Look through the data below for the line with "funds into escrow." and the line with "of every block.", then output those two and all lines in between, exactly as written.
Start of Extracted material
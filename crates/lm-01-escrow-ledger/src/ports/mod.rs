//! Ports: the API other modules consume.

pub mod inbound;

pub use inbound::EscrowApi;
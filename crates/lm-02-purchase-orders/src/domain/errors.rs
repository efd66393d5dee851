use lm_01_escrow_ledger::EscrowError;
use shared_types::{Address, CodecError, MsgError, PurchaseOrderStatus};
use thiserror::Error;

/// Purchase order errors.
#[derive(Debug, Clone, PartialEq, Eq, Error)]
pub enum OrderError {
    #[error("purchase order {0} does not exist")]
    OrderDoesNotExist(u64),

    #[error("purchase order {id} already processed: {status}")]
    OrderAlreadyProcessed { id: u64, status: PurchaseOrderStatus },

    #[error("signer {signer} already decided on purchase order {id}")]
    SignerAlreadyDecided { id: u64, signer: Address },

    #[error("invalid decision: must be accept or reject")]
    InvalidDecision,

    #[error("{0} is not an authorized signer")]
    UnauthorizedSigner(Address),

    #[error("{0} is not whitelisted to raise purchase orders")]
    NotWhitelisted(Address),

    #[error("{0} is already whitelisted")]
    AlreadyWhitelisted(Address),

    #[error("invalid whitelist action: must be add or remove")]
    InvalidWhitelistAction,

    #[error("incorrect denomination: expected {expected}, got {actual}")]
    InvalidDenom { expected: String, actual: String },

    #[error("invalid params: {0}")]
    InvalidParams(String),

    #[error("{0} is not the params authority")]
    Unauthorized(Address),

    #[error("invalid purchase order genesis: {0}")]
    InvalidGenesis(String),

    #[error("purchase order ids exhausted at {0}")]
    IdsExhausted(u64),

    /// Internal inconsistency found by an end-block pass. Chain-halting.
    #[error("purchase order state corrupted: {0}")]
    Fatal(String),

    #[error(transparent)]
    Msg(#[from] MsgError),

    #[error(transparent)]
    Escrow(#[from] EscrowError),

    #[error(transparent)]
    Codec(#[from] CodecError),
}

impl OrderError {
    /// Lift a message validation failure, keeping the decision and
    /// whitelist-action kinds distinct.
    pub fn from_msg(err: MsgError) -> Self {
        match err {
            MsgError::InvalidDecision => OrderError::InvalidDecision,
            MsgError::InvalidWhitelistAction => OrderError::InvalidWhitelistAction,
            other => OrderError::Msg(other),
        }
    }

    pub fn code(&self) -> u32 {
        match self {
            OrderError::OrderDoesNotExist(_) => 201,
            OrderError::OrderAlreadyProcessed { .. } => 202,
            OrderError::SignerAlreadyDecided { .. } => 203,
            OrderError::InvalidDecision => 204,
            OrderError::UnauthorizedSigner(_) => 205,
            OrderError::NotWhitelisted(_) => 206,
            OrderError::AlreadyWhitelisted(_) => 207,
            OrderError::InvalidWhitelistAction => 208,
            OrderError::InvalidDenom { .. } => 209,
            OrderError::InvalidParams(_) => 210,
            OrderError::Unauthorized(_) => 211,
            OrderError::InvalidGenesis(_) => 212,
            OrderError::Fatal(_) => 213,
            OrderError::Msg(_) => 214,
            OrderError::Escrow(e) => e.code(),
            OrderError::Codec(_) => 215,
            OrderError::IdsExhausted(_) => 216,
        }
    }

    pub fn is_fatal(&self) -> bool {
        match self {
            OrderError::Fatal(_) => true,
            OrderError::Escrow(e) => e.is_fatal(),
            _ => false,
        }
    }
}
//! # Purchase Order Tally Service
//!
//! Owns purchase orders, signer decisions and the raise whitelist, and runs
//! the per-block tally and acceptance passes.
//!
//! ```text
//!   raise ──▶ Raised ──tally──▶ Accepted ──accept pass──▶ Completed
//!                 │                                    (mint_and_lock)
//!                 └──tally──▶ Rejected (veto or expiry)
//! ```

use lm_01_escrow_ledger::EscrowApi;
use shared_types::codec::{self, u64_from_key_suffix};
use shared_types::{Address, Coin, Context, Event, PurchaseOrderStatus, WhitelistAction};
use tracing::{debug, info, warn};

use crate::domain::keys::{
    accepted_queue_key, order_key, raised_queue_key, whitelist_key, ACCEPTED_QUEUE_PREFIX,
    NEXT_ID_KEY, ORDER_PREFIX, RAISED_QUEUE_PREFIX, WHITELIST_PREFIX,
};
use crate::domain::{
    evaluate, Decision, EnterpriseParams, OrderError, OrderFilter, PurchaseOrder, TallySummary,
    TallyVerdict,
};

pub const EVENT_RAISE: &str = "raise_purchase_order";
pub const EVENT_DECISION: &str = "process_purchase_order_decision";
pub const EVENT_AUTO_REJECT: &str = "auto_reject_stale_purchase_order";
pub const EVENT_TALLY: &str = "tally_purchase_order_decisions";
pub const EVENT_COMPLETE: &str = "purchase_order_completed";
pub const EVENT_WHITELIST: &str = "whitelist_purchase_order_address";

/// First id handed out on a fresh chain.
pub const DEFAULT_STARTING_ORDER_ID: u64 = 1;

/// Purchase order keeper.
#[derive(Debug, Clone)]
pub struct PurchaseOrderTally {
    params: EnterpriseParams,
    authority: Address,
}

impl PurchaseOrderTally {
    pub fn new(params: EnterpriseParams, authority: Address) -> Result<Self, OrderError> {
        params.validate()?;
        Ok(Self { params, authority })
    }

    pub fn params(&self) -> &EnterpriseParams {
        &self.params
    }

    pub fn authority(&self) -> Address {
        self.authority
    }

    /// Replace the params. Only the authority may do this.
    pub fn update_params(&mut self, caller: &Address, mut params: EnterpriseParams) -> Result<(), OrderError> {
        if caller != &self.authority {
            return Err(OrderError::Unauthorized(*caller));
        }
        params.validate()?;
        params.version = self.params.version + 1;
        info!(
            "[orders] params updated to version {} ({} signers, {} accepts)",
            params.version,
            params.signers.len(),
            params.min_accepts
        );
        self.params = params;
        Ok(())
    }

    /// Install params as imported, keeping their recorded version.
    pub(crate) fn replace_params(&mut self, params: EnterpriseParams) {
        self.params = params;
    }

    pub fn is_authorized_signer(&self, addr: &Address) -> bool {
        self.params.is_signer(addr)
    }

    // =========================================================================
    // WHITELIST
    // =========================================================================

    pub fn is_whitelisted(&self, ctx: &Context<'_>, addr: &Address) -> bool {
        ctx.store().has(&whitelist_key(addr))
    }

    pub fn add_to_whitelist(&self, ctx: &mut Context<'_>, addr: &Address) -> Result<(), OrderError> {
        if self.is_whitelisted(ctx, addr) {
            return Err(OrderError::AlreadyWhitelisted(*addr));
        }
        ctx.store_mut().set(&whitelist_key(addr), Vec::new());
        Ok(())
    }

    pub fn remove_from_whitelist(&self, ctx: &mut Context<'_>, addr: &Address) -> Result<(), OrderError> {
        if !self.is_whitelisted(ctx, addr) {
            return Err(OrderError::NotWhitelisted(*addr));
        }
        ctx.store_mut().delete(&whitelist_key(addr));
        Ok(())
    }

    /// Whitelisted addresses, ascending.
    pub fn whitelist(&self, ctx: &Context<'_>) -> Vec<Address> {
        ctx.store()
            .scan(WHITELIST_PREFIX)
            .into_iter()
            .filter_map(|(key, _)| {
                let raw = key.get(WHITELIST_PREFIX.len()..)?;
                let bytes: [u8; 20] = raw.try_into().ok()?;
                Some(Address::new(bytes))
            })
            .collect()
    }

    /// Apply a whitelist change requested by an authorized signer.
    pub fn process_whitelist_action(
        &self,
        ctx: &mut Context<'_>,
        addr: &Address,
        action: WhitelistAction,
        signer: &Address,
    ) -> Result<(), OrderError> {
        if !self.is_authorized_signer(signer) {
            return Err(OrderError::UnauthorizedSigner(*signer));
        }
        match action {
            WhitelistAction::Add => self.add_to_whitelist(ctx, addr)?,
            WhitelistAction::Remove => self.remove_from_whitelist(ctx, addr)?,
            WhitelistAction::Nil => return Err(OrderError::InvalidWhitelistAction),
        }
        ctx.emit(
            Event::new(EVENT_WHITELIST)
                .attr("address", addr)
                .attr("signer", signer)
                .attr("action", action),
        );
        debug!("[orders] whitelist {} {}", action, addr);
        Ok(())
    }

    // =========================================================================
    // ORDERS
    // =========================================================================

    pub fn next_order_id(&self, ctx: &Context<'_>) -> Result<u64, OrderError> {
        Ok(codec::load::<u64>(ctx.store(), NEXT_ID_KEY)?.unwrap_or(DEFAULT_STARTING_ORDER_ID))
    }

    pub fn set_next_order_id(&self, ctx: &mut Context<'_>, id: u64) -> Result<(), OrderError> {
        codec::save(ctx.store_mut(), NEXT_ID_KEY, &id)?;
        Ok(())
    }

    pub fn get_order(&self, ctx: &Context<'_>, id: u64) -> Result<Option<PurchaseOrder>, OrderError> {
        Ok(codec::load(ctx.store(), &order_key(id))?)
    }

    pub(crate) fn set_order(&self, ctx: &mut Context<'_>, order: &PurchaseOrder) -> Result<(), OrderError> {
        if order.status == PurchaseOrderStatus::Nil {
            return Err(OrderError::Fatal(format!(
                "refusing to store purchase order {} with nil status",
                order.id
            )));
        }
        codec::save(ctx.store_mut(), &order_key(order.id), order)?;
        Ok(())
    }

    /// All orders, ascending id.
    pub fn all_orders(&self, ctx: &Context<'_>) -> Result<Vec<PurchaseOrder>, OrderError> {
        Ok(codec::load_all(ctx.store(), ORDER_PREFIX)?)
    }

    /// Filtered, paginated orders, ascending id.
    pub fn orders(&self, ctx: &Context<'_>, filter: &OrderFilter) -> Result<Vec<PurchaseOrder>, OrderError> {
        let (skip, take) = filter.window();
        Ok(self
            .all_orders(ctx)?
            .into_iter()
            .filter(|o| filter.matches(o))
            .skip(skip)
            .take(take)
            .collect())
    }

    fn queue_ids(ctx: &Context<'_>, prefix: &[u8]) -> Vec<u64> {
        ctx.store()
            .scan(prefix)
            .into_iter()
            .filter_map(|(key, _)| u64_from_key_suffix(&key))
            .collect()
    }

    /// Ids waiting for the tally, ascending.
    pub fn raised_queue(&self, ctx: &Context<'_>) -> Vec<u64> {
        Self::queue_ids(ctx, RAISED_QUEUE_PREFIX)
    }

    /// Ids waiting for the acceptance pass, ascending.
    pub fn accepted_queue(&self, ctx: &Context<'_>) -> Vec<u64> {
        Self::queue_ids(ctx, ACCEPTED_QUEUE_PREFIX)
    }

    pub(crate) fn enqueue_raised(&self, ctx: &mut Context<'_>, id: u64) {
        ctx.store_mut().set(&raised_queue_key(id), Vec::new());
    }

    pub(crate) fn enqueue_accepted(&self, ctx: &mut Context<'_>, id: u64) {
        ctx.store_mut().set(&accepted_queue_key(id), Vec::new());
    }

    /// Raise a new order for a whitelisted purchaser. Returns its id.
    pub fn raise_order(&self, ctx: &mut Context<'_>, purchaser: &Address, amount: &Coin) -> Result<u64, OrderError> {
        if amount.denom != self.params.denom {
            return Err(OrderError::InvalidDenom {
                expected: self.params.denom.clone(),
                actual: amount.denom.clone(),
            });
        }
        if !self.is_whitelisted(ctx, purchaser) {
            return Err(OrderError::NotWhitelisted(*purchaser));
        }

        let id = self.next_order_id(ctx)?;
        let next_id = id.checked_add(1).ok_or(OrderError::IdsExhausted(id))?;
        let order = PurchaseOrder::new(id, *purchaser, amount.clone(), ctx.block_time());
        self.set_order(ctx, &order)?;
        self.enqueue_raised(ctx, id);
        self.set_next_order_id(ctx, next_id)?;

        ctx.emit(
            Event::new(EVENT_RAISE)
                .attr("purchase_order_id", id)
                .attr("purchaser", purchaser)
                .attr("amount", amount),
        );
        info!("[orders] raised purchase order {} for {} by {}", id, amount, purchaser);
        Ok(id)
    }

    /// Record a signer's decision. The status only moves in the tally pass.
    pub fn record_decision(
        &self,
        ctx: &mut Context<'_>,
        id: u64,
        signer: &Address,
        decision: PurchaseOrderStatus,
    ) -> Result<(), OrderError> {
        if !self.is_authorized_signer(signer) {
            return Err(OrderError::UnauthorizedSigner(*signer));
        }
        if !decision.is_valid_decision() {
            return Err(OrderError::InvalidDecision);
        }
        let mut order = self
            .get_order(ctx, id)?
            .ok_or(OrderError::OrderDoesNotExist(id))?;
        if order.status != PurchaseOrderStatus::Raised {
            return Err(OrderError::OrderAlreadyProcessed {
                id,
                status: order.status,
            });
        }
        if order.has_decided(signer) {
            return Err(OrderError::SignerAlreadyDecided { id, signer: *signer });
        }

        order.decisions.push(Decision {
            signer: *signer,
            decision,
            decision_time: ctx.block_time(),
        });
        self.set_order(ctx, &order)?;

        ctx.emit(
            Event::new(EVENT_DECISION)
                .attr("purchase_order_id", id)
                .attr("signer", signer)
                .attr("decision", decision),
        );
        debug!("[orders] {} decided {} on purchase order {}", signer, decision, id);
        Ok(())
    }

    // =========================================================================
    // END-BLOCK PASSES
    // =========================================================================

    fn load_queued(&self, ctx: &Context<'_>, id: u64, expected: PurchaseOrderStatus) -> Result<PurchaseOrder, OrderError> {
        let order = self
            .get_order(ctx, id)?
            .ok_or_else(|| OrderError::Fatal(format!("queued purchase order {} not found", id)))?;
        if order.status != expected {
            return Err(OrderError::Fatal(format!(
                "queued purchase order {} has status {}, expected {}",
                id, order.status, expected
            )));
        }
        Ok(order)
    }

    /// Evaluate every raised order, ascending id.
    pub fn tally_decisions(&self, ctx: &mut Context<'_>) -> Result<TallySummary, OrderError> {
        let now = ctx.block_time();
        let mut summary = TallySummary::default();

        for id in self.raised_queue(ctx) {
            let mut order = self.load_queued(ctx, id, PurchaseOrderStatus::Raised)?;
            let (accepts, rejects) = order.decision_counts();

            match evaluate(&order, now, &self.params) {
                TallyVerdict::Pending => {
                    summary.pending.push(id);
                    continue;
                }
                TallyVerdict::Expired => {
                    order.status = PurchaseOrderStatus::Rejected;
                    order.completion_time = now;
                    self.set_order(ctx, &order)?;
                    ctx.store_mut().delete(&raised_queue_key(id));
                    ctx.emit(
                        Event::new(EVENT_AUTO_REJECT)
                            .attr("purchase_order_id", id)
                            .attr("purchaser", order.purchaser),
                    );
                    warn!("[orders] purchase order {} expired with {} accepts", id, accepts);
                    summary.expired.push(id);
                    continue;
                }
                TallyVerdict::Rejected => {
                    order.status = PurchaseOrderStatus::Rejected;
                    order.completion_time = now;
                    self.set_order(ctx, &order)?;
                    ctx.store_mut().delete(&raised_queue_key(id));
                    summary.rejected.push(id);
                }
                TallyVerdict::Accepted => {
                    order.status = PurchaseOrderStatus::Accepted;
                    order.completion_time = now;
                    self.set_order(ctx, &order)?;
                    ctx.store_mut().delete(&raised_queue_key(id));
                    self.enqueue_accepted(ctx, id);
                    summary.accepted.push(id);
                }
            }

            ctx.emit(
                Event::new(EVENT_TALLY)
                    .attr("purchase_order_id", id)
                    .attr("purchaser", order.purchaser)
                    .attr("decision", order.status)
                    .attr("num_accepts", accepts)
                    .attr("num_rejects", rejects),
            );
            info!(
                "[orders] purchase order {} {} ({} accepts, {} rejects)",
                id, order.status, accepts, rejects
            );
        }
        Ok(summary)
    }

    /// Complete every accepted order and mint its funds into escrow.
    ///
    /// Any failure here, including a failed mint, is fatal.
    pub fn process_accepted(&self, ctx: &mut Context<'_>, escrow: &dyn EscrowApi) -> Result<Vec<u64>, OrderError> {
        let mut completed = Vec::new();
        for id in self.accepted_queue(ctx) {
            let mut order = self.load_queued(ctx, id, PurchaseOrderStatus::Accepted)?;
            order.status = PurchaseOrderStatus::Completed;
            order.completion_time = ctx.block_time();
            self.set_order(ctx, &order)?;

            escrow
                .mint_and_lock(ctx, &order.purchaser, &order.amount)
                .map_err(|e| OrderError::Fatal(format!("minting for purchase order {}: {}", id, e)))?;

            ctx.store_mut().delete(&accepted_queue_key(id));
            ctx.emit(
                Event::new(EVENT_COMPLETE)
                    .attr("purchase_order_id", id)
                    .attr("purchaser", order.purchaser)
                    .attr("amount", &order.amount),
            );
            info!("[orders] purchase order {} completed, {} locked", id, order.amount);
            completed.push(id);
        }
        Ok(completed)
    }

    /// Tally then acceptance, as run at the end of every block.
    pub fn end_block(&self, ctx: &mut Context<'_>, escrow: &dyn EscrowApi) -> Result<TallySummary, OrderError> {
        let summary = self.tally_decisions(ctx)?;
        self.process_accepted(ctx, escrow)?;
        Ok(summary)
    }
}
End of Extracted material
▶ [Exercise answer]:
    /// Complete every accepted order and mint its funds into escrow.
    ///
    /// Any failure here, including a failed mint, is fatal.
    pub fn process_accepted(&self, ctx: &mut Context<'_>, escrow: &dyn EscrowApi) -> Result<Vec<u64>, OrderError> {
        let mut completed = Vec::new();
        for id in self.accepted_queue(ctx) {
            let mut order = self.load_queued(ctx, id, PurchaseOrderStatus::Accepted)?;
            order.status = PurchaseOrderStatus::Completed;
            order.completion_time = ctx.block_time();
            self.set_order(ctx, &order)?;

            escrow
                .mint_and_lock(ctx, &order.purchaser, &order.amount)
                .map_err(|e| OrderError::Fatal(format!("minting for purchase order {}: {}", id, e)))?;

            ctx.store_mut().delete(&accepted_queue_key(id));
            ctx.emit(
                Event::new(EVENT_COMPLETE)
                    .attr("purchase_order_id", id)
                    .attr("purchaser", order.purchaser)
                    .attr("amount", &order.amount),
            );
            info!("[orders] purchase order {} completed, {} locked", id, order.amount);
            completed.push(id);
        }
        Ok(completed)
    }

    /// Tally then acceptance, as run at the end of every block.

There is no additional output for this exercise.